Good point about the heavy drinking/alcoholism. I wrote as a heavy drinker. I don't think I am an alcoholic. It was just the question as to what to do with my time to avoid alcohol resonated with me - to me, beer, gin and wine (in that order) is something I use to fill time, to occupy my hands and because there is that "taste" in my mouth - I hope it is just a psycological addiction.
But yes - if it is alsoholism, as opposed to heavy drinking, there is much more that needs fixing rather than just putting the bottle down and controlling the urges...

1248. Fleabytes

Comment #142023 by Goldy on March 11, 2008 at 3:44 pm

Serious question - what do you guys do with your spare time- how do you not get beers or booze?- what else do you do? - and is that an addiction in itself?

I did running and cycling for a spell. And cooking. I used to drink very heavily - like you, I just need something to occupy me. I'm a lot better now, but then, I am married and I have a child. There's swings to go to and slides (there's a play park close to the house). I also have my garden (I think it's an age thing - no way would I have considered gardening when younger!) where I try and get as much fruit trees, errr, fruiting. OK, some of the fruit end up as an alcoholic beverage, but the fun is in the brewing and I can never make that much, so I tend to sip rather than gulp. I have cars and bikes in the garage that need working on - I bought an old Alfa Romeo I want to restore.
I still like beer - it's just for late evening while watching TV. One bottle every night - some of it with the meal (750ml Steinlager :-)) and the rest watching TV when I've done all the other stuff.
It is so very hard - I can't stop, I know, but I can control it - as long as I put my mind to it.

1249. Fleabytes

Comment #142004 by Goldy on March 11, 2008 at 2:55 pm

Whilst there are many in AA who don't believe in God, there are many more who have found freedom from alcoholism as a result of developing a relationship with their Higher Power in prayer.

Should've added that the wisdom of many people of faith is another factor in helping to persuade me of the truth of God's existence.

Odd that they only find their god in an AA meeting, mind. Would have thought a bit of genuflection and some mumbled words might have helped without recourse to going to a gathering of people chaired by councillours. Maybe it's like those miracle cures, cures by prayers, as it were, which completely ignore the doctors, nurses and drugs.
As for how you are persuaded in your god - what about the idiots and "false prophets" of faith? You listen to the smart ones and think "Yep - must be a God". Yet I'll bet you completely dismiss, say, the Westboro Baptists as crackpot. How do you differentiate?

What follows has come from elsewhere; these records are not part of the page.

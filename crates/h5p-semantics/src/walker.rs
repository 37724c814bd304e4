//! # Semantic Tree Walker
//!
//! Traverses a content-parameters document in lock-step with the semantic
//! schema of its main library, depth-first and pre-order. Each schema
//! field whose key is present in the parameters is handed to a
//! [`Visitor`] together with its value and a JSON path; the visitor
//! decides whether to descend, prune, or remove the node.
//!
//! ## Paths
//!
//! Paths start at `$`. A field appends `.name`; a list item appends `[i]`
//! instead of the item field's name; a library slot's nested parameters
//! append `.params`.
//!
//! ## Collapsed groups
//!
//! Editors store a group with a single field as the bare value of that
//! field (`{"G": "hello"}` rather than `{"G": {"T": "hello"}}`). When a
//! one-field group's value lacks the field's key, the group is visited
//! first and the lone field is then visited as its only child: same value,
//! same path, named after the group.
//!
//! ## Removal
//!
//! [`Visit::Remove`] deletes the node from its parent object, or from its
//! parent list after the list has been traversed, so list items never
//! shift under the walker.

use h5p_core::VersionedName;
use serde_json::Value;

use crate::error::SemanticsResult;
use crate::field::{FieldKind, SemanticField};
use crate::source::SemanticsSource;

/// Root of every JSON path produced by the walker.
pub const ROOT_PATH: &str = "$";

/// A visitor's decision about the node it was shown.
#[derive(Debug, Clone, Copy, PartialEq, Eq)]
pub enum Visit {
    /// Descend into the node's children.
    Continue,
    /// Keep the node but skip its children.
    Prune,
    /// Delete the node from its parent; its children are not visited.
    Remove,
}

/// Receives every present schema node during a walk.
pub trait Visitor {
    /// Inspect (and possibly rewrite) `value`, which is described by
    /// `field` and located at `path`.
    fn visit(&mut self, field: &SemanticField, value: &mut Value, path: &str) -> Visit;
}

impl<F> Visitor for F
where
    F: FnMut(&SemanticField, &mut Value, &str) -> Visit,
{
    fn visit(&mut self, field: &SemanticField, value: &mut Value, path: &str) -> Visit {
        self(field, value, path)
    }
}

#[derive(Debug, Clone, Copy, PartialEq, Eq)]
enum Fate {
    Keep,
    Remove,
}

/// Walks parameters against schemas resolved from a [`SemanticsSource`].
#[derive(Debug)]
pub struct SemanticTreeWalker<'s, S: ?Sized> {
    source: &'s S,
}

impl<'s, S: SemanticsSource + ?Sized> SemanticTreeWalker<'s, S> {
    /// A walker resolving schemas through `source`.
    pub fn new(source: &'s S) -> Self {
        Self { source }
    }

    /// Walk `params` as content of `main_library`.
    ///
    /// A main library without semantics is not an error: nothing is
    /// visited. Errors come only from the source.
    pub fn walk(
        &self,
        params: &mut Value,
        main_library: &VersionedName,
        visitor: &mut dyn Visitor,
    ) -> SemanticsResult<()> {
        match self.source.semantics(main_library)? {
            Some(fields) => self.walk_fields(&fields, params, ROOT_PATH, visitor),
            None => {
                tracing::debug!(library = %main_library, "no semantics for main library");
                Ok(())
            }
        }
    }

    /// Walk `params` against an explicit field list.
    pub fn walk_fields(
        &self,
        fields: &[SemanticField],
        params: &mut Value,
        path: &str,
        visitor: &mut dyn Visitor,
    ) -> SemanticsResult<()> {
        let Some(object) = params.as_object_mut() else {
            return Ok(());
        };
        for field in fields {
            let Some(value) = object.get_mut(&field.name) else {
                continue;
            };
            let child_path = format!("{path}.{}", field.name);
            if self.walk_node(field, value, &child_path, visitor)? == Fate::Remove {
                object.remove(&field.name);
            }
        }
        Ok(())
    }

    fn walk_node(
        &self,
        field: &SemanticField,
        value: &mut Value,
        path: &str,
        visitor: &mut dyn Visitor,
    ) -> SemanticsResult<Fate> {
        match visitor.visit(field, value, path) {
            Visit::Continue => {}
            Visit::Prune => return Ok(Fate::Keep),
            Visit::Remove => return Ok(Fate::Remove),
        }

        match &field.kind {
            FieldKind::Group { fields } => match fields.as_slice() {
                [lone] if value.get(&lone.name).is_none() => {
                    return self.walk_node(&lone.renamed(&field.name), value, path, visitor);
                }
                _ => self.walk_fields(fields, value, path, visitor)?,
            },
            FieldKind::List { field: item } => self.walk_list(item, value, path, visitor)?,
            FieldKind::Library { .. } => self.walk_library(value, path, visitor)?,
            _ => {}
        }
        Ok(Fate::Keep)
    }

    fn walk_list(
        &self,
        item: &SemanticField,
        value: &mut Value,
        path: &str,
        visitor: &mut dyn Visitor,
    ) -> SemanticsResult<()> {
        let Some(items) = value.as_array_mut() else {
            return Ok(());
        };
        let mut removed = Vec::new();
        for (index, item_value) in items.iter_mut().enumerate() {
            let item_path = format!("{path}[{index}]");
            if self.walk_node(item, item_value, &item_path, visitor)? == Fate::Remove {
                removed.push(index);
            }
        }
        for index in removed.into_iter().rev() {
            items.remove(index);
        }
        Ok(())
    }

    fn walk_library(
        &self,
        value: &mut Value,
        path: &str,
        visitor: &mut dyn Visitor,
    ) -> SemanticsResult<()> {
        let Some(library) = value.get("library").and_then(Value::as_str) else {
            return Ok(());
        };
        let name = match VersionedName::parse(library) {
            Ok(name) => name,
            Err(err) => {
                tracing::debug!(path, error = %err, "unparsable library reference");
                return Ok(());
            }
        };
        let Some(fields) = self.source.semantics(&name)? else {
            tracing::debug!(path, library = %name, "no semantics for nested library");
            return Ok(());
        };
        if let Some(params) = value.get_mut("params") {
            self.walk_fields(&fields, params, &format!("{path}.params"), visitor)?;
        }
        Ok(())
    }
}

1250. Christopher Hitchens on Real Time with Bill Maher

Comment #141597 by Goldy on March 10, 2008 at 8:12 pm

But to say that random mutations (mistakes) can account for the order that we find in organisms today is just as much a leap of faith as anything else

Why? I don't understand, we can actually see this happening. What, are we to take the massive leap and believe that a designer (hereafter called God - all other gods are false) made everything as we see them now? I'm confused...
How do you feel about the fact that someone like Hitler (who killed himself before justice could be served) or Stalin will end up in the same place as you and I (i.e., nothingness)? How do you come to terms with the fact that there is no ultimate justice? I am very curious about this.

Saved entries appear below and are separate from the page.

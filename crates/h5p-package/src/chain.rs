//! # Rule Chain
//!
//! An ordered pipeline of validation steps. Each step receives the
//! artifact produced by the previous step plus read access to the issues
//! collected so far, and reports one of three outcomes:
//!
//! - [`StepOutcome::Continue`]: no issues, hand on the artifact.
//! - [`StepOutcome::Accumulate`]: record issues, keep going.
//! - [`StepOutcome::Abort`]: record issues, stop the chain.
//!
//! Steps may transform the artifact type, so a chain that starts with an
//! upload and ends with a validated package is checked by the compiler.
//!
//! ## Termination
//!
//! A chain stops at the first `Abort`, or at the first accumulated issue
//! when the accumulator is in [`ErrorMode::FailFast`](h5p_core::ErrorMode).
//! [`RuleChain::throw_errors_now`] inserts a barrier that aborts if anything
//! has accumulated. [`RuleChain::validate`] fails if the chain stopped early
//! or if any issue is still pending when it ends.
//!
//! Failures that are not validation issues (I/O, schema loading) are
//! returned by the step as `Err` and bypass the accumulator entirely.

use h5p_core::{ValidationErrors, ValidationIssue};

use crate::error::{PackageError, PackageResult};

/// What a step decided about its artifact.
#[derive(Debug)]
pub enum StepOutcome<A> {
    /// Pass the artifact on.
    Continue(A),
    /// Record issues and pass the artifact on.
    Accumulate(A, Vec<ValidationIssue>),
    /// Record issues and stop the chain.
    Abort(Vec<ValidationIssue>),
}

impl<A> StepOutcome<A> {
    /// `Continue` when `issues` is empty, `Accumulate` otherwise.
    pub fn accumulate(artifact: A, issues: Vec<ValidationIssue>) -> Self {
        if issues.is_empty() {
            Self::Continue(artifact)
        } else {
            Self::Accumulate(artifact, issues)
        }
    }

    /// Abort with a single issue.
    pub fn abort(issue: ValidationIssue) -> Self {
        Self::Abort(vec![issue])
    }

    /// Fold this outcome into `issues`, returning the artifact unless the
    /// step aborted. Used by steps that run several sub-checks in a loop.
    pub fn collect_into(self, issues: &mut Vec<ValidationIssue>) -> Option<A> {
        match self {
            Self::Continue(artifact) => Some(artifact),
            Self::Accumulate(artifact, more) => {
                issues.extend(more);
                Some(artifact)
            }
            Self::Abort(more) => {
                issues.extend(more);
                None
            }
        }
    }
}

/// Why a chain stopped before its last step.
enum Interrupt {
    Abort,
    Failed(PackageError),
}

type Runner<'r, I, O> =
    Box<dyn FnMut(I, &mut ValidationErrors) -> Result<O, Interrupt> + 'r>;

/// An ordered pipeline of validation steps from `I` to `O`.
pub struct RuleChain<'r, I, O> {
    runner: Runner<'r, I, O>,
    steps: usize,
}

impl<'r, I: 'r> RuleChain<'r, I, I> {
    /// An empty chain that returns its input unchanged.
    pub fn new() -> Self {
        Self {
            runner: Box::new(|input: I, _errors: &mut ValidationErrors| -> Result<I, Interrupt> {
                Ok(input)
            }),
            steps: 0,
        }
    }
}

impl<'r, I: 'r> Default for RuleChain<'r, I, I> {
    fn default() -> Self {
        Self::new()
    }
}

impl<'r, I: 'r, O: 'r> RuleChain<'r, I, O> {
    /// Append a step.
    pub fn add_rule<N, R>(self, mut rule: R) -> RuleChain<'r, I, N>
    where
        N: 'r,
        R: FnMut(O, &ValidationErrors) -> PackageResult<StepOutcome<N>> + 'r,
    {
        let mut previous = self.runner;
        RuleChain {
            runner: Box::new(move |input: I, errors: &mut ValidationErrors| -> Result<N, Interrupt> {
                let artifact = previous(input, errors)?;
                let outcome = rule(artifact, errors).map_err(Interrupt::Failed)?;
                settle(outcome, errors)
            }),
            steps: self.steps + 1,
        }
    }

    /// Append a step only when `condition` holds. Skipped steps leave the
    /// chain unchanged.
    pub fn add_rule_when<R>(self, rule: R, condition: bool) -> Self
    where
        R: FnMut(O, &ValidationErrors) -> PackageResult<StepOutcome<O>> + 'r,
    {
        if condition {
            self.add_rule(rule)
        } else {
            self
        }
    }

    /// Append a barrier that aborts if any issue has accumulated.
    pub fn throw_errors_now(self) -> Self {
        self.add_rule(throw_errors_now::<O>)
    }

    /// Number of steps appended so far.
    pub fn len(&self) -> usize {
        self.steps
    }

    /// Whether the chain has no steps.
    pub fn is_empty(&self) -> bool {
        self.steps == 0
    }

    /// Run the chain with a fresh accumulator.
    pub fn validate(self, input: I) -> PackageResult<O> {
        self.validate_with(input, ValidationErrors::new())
    }

    /// Run the chain with the given accumulator (to pick its mode).
    ///
    /// Fails with [`PackageError::Invalid`] if the chain aborted or any
    /// issue was accumulated.
    pub fn validate_with(mut self, input: I, mut errors: ValidationErrors) -> PackageResult<O> {
        match (self.runner)(input, &mut errors) {
            Ok(output) if errors.is_empty() => Ok(output),
            Ok(_) | Err(Interrupt::Abort) => {
                tracing::debug!(issues = errors.len(), "rule chain rejected input");
                Err(PackageError::Invalid(errors))
            }
            Err(Interrupt::Failed(err)) => Err(err),
        }
    }

    /// Run the chain as a sub-chain, recording issues into `errors`.
    ///
    /// Returns `Ok(None)` if the chain aborted. Accumulated issues do not
    /// make this fail; the caller decides when to act on them.
    pub fn validate_into(
        mut self,
        input: I,
        errors: &mut ValidationErrors,
    ) -> PackageResult<Option<O>> {
        match (self.runner)(input, errors) {
            Ok(output) => Ok(Some(output)),
            Err(Interrupt::Abort) => Ok(None),
            Err(Interrupt::Failed(err)) => Err(err),
        }
    }
}

impl<I, O> std::fmt::Debug for RuleChain<'_, I, O> {
    fn fmt(&self, f: &mut std::fmt::Formatter<'_>) -> std::fmt::Result {
        f.debug_struct("RuleChain").field("steps", &self.steps).finish()
    }
}

/// A step that aborts if any issue has accumulated so far.
pub fn throw_errors_now<A>(artifact: A, errors: &ValidationErrors) -> PackageResult<StepOutcome<A>> {
    if errors.is_empty() {
        Ok(StepOutcome::Continue(artifact))
    } else {
        Ok(StepOutcome::Abort(Vec::new()))
    }
}

fn settle<N>(outcome: StepOutcome<N>, errors: &mut ValidationErrors) -> Result<N, Interrupt> {
    match outcome {
        StepOutcome::Continue(artifact) => Ok(artifact),
        StepOutcome::Accumulate(artifact, issues) => {
            let any = !issues.is_empty();
            errors.extend(issues);
            if any && errors.is_fail_fast() {
                Err(Interrupt::Abort)
            } else {
                Ok(artifact)
            }
        }
        StepOutcome::Abort(issues) => {
            errors.extend(issues);
            Err(Interrupt::Abort)
        }
    }
}

#[cfg(test)]
mod tests {
    use super::*;
    use h5p_core::IssueCode;
    use std::cell::RefCell;

    fn issue(msg: &str) -> ValidationIssue {
        ValidationIssue::new(IssueCode::FileUnreadable, msg)
    }

    #[test]
    fn empty_chain_returns_input() {
        let chain = RuleChain::<u32, u32>::new();
        assert!(chain.is_empty());
        assert_eq!(chain.validate(7).unwrap(), 7);
    }

    #[test]
    fn steps_transform_the_artifact() {
        let out = RuleChain::new()
            .add_rule(|n: u32, _: &ValidationErrors| Ok(StepOutcome::Continue(n * 2)))
            .add_rule(|n: u32, _: &ValidationErrors| Ok(StepOutcome::Continue(n.to_string())))
            .validate(21)
            .unwrap();
        assert_eq!(out, "42");
    }

    #[test]
    fn accumulated_issues_fail_at_the_end() {
        let reached = RefCell::new(false);
        let err = RuleChain::new()
            .add_rule(|n: u32, _: &ValidationErrors| {
                Ok(StepOutcome::accumulate(n, vec![issue("first")]))
            })
            .add_rule(|n: u32, _: &ValidationErrors| {
                *reached.borrow_mut() = true;
                Ok(StepOutcome::accumulate(n, vec![issue("second")]))
            })
            .validate(1)
            .unwrap_err();
        assert!(*reached.borrow());
        let errors = err.validation_errors().unwrap();
        assert_eq!(errors.messages(), vec!["first", "second"]);
    }

    #[test]
    fn abort_skips_later_steps() {
        let reached = RefCell::new(false);
        let err = RuleChain::new()
            .add_rule(|_: u32, _: &ValidationErrors| -> PackageResult<StepOutcome<u32>> {
                Ok(StepOutcome::abort(issue("fatal")))
            })
            .add_rule(|n: u32, _: &ValidationErrors| {
                *reached.borrow_mut() = true;
                Ok(StepOutcome::Continue(n))
            })
            .validate(1)
            .unwrap_err();
        assert!(!*reached.borrow());
        assert_eq!(err.validation_errors().unwrap().len(), 1);
    }

    #[test]
    fn barrier_stops_only_when_issues_pending() {
        let reached = RefCell::new(0);
        let count = |n: u32, _: &ValidationErrors| {
            *reached.borrow_mut() += 1;
            Ok(StepOutcome::Continue(n))
        };
        RuleChain::new()
            .throw_errors_now()
            .add_rule(count)
            .validate(1)
            .unwrap();
        assert_eq!(*reached.borrow(), 1);

        let err = RuleChain::new()
            .add_rule(|n: u32, _: &ValidationErrors| {
                Ok(StepOutcome::accumulate(n, vec![issue("pending")]))
            })
            .throw_errors_now()
            .add_rule(count)
            .validate(1)
            .unwrap_err();
        assert_eq!(*reached.borrow(), 1);
        assert_eq!(err.validation_errors().unwrap().messages(), vec!["pending"]);
    }

    #[test]
    fn fail_fast_aborts_on_first_accumulated_issue() {
        let reached = RefCell::new(false);
        let err = RuleChain::new()
            .add_rule(|n: u32, _: &ValidationErrors| {
                Ok(StepOutcome::accumulate(n, vec![issue("first")]))
            })
            .add_rule(|n: u32, _: &ValidationErrors| {
                *reached.borrow_mut() = true;
                Ok(StepOutcome::Continue(n))
            })
            .validate_with(1, ValidationErrors::fail_fast())
            .unwrap_err();
        assert!(!*reached.borrow());
        assert_eq!(err.validation_errors().unwrap().len(), 1);
    }

    #[test]
    fn conditional_rules_are_skipped() {
        let chain = RuleChain::new()
            .add_rule_when(
                |_: u32, _: &ValidationErrors| Ok(StepOutcome::abort(issue("never"))),
                false,
            )
            .add_rule_when(|n: u32, _: &ValidationErrors| Ok(StepOutcome::Continue(n + 1)), true);
        assert_eq!(chain.len(), 1);
        assert_eq!(chain.validate(1).unwrap(), 2);
    }

    #[test]
    fn step_failures_bypass_the_accumulator() {
        let err = RuleChain::new()
            .add_rule(|_: u32, _: &ValidationErrors| -> PackageResult<StepOutcome<u32>> {
                Err(PackageError::Io(std::io::Error::other("disk gone")))
            })
            .validate(1)
            .unwrap_err();
        assert!(matches!(err, PackageError::Io(_)));
    }

    #[test]
    fn steps_see_prior_issues() {
        let seen = RefCell::new(0);
        let _ = RuleChain::new()
            .add_rule(|n: u32, _: &ValidationErrors| {
                Ok(StepOutcome::accumulate(n, vec![issue("a"), issue("b")]))
            })
            .add_rule(|n: u32, errors: &ValidationErrors| {
                *seen.borrow_mut() = errors.len();
                Ok(StepOutcome::Continue(n))
            })
            .validate(1);
        assert_eq!(*seen.borrow(), 2);
    }

    #[test]
    fn sub_chain_reports_abort_as_none() {
        let mut errors = ValidationErrors::new();
        let out = RuleChain::new()
            .add_rule(|_: u32, _: &ValidationErrors| -> PackageResult<StepOutcome<u32>> {
                Ok(StepOutcome::abort(issue("bad library")))
            })
            .validate_into(1, &mut errors)
            .unwrap();
        assert!(out.is_none());
        assert_eq!(errors.len(), 1);

        let mut errors = ValidationErrors::new();
        let out = RuleChain::new()
            .add_rule(|n: u32, _: &ValidationErrors| {
                Ok(StepOutcome::accumulate(n, vec![issue("minor")]))
            })
            .validate_into(1, &mut errors)
            .unwrap();
        assert_eq!(out, Some(1));
        assert_eq!(errors.len(), 1);
    }
}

Guess probably the same way you feel about religious speculators destroying American civilisations.
What the fuck are we meant to feel? Sadness? Shame? Pride? Joy? What? How do you feel about it? Hitler fulfilled Martin Luther's dream of Jewish extermination. Popes liked him! Catholics flocked to him! Stalin had the same effect on the religious in Russia. This is such a non-argument it hurts. What the devil is your point?